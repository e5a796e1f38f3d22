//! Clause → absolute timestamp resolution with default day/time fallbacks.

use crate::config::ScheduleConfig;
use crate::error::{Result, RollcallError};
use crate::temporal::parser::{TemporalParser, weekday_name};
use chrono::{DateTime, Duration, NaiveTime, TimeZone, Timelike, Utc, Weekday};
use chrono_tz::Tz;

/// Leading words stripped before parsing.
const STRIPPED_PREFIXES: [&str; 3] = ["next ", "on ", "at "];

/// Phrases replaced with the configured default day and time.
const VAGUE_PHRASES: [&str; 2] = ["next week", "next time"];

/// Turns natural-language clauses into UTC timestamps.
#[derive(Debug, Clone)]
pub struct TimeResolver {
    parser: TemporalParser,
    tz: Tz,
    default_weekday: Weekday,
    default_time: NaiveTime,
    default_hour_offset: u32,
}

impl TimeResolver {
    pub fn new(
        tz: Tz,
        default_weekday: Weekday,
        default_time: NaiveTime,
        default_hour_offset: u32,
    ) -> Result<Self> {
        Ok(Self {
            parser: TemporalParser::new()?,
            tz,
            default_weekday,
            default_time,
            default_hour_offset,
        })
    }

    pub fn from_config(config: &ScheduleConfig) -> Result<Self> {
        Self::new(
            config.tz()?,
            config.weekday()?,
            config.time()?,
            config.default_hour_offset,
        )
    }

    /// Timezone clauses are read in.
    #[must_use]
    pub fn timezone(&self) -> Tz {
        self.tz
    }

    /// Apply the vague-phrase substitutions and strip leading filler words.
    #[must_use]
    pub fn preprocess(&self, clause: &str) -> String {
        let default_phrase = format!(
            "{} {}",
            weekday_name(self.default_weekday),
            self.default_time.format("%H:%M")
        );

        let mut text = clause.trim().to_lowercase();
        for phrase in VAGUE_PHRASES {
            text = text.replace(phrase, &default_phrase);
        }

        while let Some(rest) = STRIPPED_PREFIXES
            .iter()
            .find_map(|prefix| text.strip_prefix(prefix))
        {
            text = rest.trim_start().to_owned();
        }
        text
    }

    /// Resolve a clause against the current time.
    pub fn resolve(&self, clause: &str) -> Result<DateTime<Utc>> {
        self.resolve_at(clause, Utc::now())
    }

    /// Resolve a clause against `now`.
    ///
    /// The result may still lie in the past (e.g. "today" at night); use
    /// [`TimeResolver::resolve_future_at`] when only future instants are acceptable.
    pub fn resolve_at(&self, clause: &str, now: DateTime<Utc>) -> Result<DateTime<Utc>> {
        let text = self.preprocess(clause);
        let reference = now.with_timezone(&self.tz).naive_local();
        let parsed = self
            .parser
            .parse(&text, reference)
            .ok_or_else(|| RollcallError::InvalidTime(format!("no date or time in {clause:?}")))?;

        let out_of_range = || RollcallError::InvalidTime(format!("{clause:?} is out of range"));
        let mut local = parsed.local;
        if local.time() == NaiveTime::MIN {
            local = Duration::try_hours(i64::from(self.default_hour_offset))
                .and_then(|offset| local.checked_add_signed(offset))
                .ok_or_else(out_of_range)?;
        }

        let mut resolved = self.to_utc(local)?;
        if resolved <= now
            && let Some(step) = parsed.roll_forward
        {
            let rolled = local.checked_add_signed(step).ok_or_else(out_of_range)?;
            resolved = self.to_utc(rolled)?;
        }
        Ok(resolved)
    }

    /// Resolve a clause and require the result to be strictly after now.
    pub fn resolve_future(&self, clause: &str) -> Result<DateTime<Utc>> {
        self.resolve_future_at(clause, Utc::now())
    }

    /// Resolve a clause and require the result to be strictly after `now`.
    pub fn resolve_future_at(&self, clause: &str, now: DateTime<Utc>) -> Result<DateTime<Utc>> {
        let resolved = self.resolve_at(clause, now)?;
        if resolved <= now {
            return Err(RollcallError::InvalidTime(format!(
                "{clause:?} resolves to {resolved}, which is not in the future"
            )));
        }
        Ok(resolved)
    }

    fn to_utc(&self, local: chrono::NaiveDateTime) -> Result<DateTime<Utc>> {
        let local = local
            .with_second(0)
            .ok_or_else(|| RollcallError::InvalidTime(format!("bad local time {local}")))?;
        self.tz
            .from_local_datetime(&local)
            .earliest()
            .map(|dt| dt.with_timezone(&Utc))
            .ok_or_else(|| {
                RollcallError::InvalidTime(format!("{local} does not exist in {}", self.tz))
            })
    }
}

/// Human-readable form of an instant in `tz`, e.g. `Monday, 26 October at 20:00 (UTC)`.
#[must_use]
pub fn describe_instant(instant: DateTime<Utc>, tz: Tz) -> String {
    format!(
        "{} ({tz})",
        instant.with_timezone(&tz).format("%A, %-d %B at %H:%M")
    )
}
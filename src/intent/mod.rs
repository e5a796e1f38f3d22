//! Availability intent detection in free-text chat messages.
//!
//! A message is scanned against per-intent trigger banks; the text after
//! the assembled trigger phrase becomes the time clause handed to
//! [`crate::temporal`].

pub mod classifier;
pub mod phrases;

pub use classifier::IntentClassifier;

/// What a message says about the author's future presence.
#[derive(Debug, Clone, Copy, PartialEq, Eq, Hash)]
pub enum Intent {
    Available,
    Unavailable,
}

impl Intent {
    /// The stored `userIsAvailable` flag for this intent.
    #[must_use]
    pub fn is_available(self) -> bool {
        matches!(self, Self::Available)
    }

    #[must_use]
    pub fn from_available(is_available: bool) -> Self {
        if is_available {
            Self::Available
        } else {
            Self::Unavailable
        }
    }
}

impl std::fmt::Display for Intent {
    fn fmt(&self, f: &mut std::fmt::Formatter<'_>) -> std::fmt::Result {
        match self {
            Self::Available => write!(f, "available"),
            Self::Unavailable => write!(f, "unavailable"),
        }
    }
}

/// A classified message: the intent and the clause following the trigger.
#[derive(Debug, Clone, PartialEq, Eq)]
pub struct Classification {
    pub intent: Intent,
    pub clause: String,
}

#### [Problem to work on]
Set down, from the entries above, exactly the lines from the one with "for this intent." up to and including the one with "impl std::fmt::Display for", and no other lines.

#### [Worked solution]
    /// The stored `userIsAvailable` flag for this intent.
    #[must_use]
    pub fn is_available(self) -> bool {
        matches!(self, Self::Available)
    }

    #[must_use]
    pub fn from_available(is_available: bool) -> Self {
        if is_available {
            Self::Available
        } else {
            Self::Unavailable
        }
    }
}

impl std::fmt::Display for Intent {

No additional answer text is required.